World Aids Day 2012
Christy and Adele met in 2006 on a RED trip in Swaziland and have remained close. Adele’s work with the Global Fund to fight AIDS and her new mother status give her a heartbreaking perspective on why Getting to Zero (this year’s theme for World AIDS Day) is urgent. Here is Adele's story:
A Mother's Perspective From the Frontline
My daughter, Liya, was born in February this year – a precious gift relatively late (biologically speaking) and all the more treasured for it. I became an aunt to my sister’s daughters and my brother’s girl and boy more than ten years ago and have known for a long time that I wanted to have children of my own. Somehow I assumed (despite emphatic “you don’t know what it feels like ‘til you have your own!” statements from friends) that I knew what being a mother would mean, emotionally.
Of course nothing can prepare you for the primal tug of that kind of love. From the moment of birth, your sense of total wonder at this new life is followed immediately by wanting to infuse this little soul now with joy, contentment, and confidence. You hope she has intelligence and freedom and the best opportunities, and at the same time you’re taken over by an overpowering compulsion to protect her at all costs from any kind of harm.

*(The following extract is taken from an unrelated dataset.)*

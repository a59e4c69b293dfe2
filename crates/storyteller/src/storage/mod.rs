pub mod filesystem;

pub use filesystem::{ensure_directory, FileStorage};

And ‘harm,’ as any new parent knows, comes in countless permutations. From Liya’s anguish as a hungry newborn before she developed a sense of expectation and could anticipate she’d get her milk, to her pleading cries when she was overtired or had a sore tummy, to the irritation of sore gums when she started teething, to the inevitable bumps on the head when she started sitting (and falling) – I wish I could have spared her all of it. Yet these are nothing compared to the much more serious issues of real illness, the outrages of violence and other irreversible betrayals that many children experience.

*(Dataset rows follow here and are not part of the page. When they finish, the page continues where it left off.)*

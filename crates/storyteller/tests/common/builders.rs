//! Builders for submission forms.

#![allow(dead_code)]

use storyteller::SubmissionForm;

/// Builder for `SubmissionForm` with a valid space story as the baseline.
pub struct FormBuilder {
    form: SubmissionForm,
}

impl FormBuilder {
    pub fn new() -> Self {
        let mut form = SubmissionForm::new("space", "5-8");
        form.characters = "Luna the fox".to_string();
        form.story_about = "finding a lost comet".to_string();
        Self { form }
    }

    pub fn theme(mut self, theme: &str) -> Self {
        self.form.theme = theme.to_string();
        self
    }

    pub fn age_range(mut self, age_range: &str) -> Self {
        self.form.age_range = age_range.to_string();
        self
    }

    pub fn length(mut self, length: &str) -> Self {
        self.form.length = length.to_string();
        self
    }

    pub fn language(mut self, language: &str) -> Self {
        self.form.language = language.to_string();
        self
    }

    pub fn lesson(mut self, lesson: &str) -> Self {
        self.form.lesson = Some(lesson.to_string());
        self
    }

    pub fn title(mut self, title: &str) -> Self {
        self.form.title = Some(title.to_string());
        self
    }

    pub fn model(mut self, model: &str) -> Self {
        self.form.ai_model = Some(model.to_string());
        self
    }

    pub fn audio(mut self) -> Self {
        self.form.enable_audio = true;
        self
    }

    pub fn private(mut self, private: bool) -> Self {
        self.form.is_private = Some(private);
        self
    }

    pub fn build(self) -> SubmissionForm {
        self.form
    }
}

impl Default for FormBuilder {
    fn default() -> Self {
        Self::new()
    }
}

Having worked at the Global Fund to fight AIDS, TB and Malaria for most of the past decade, I have looked at this at a macro level. I have also seen however, sometimes at close hand, the betrayal of millions of children, who’ve been born with HIV (or infected shortly after birth), because their mothers didn’t have access to the right treatment to prevent their baby’s infection. In the universe of medical interventions, AIDS prevention and treatment is not a complicated or expensive one. We have the technical know how to do this. What’s becoming increasingly clear is that the real issue is money.
The major players in the AIDS epidemic – UNAIDS, the Global Fund, PEPFAR (and countless other smaller, but nonetheless impassioned programs and advocates) - are necessarily making a lot of noise today about this and other HIV-related issues. Last year UNAIDS created a challenge and new plan for the global community, to specifically address mother-to-child transmission of HIV. Named the “Countdown to Zero” the plan holds, that by 2015, we can collectively eliminate new HIVinfections among children and keep their mothers alive.
This goal is achievable, especially considering that the world has actually made great progress in this area: Since 2001, infections among newborns fell 40 percent, from 550,000 to 330,000 per year.
This is where I put my new-mum hat firmly back on, because, after offering thanks for the health of my gorgeous girl, my heart feels as if it will physically break when I even consider how I would feel if she were one of this year’s 330,000. And every single one of those 330,000 babies has a Mum who feels the same. Every one of those babies has a future ahead of him or her and far greater challenges in less privileged circumstances than Liya would have if she had to deal with being HIV-positive from birth.
Coming from South Africa (the country with the world’s biggest AIDS epidemic) I worked at the Fund with (PRODUCT) RED and with Carla Bruni-Sarkozy, who was our Ambassador from 2009 to 2011 for the protection of mothers and babies against AIDS. That gave me a different kind of gift: the chance to meet mothers and babies whose lives had been affected by HIV. In many cases, people lives were profoundly changed because of their access AIDS treatment and prevention. In many other cases, however, people would have given anything to have had that opportunity.
On this World AIDS day we’re celebrating the successes in the fight against AIDS over the past decade. 8 million people on antiretroviral treatment is among those successes. As I look back on my experience at the Global Fund, I am holding onto the feelings of the millions of mums and babies who haven’t yet been reached. Every child counts. And every one of their mothers – as well as the mothers of the millions of children who still need pediatric AIDS treatment – has the same right as I do to experience the heart-leaping, untroubled joy I feel when my baby turns to me with a luminous smile.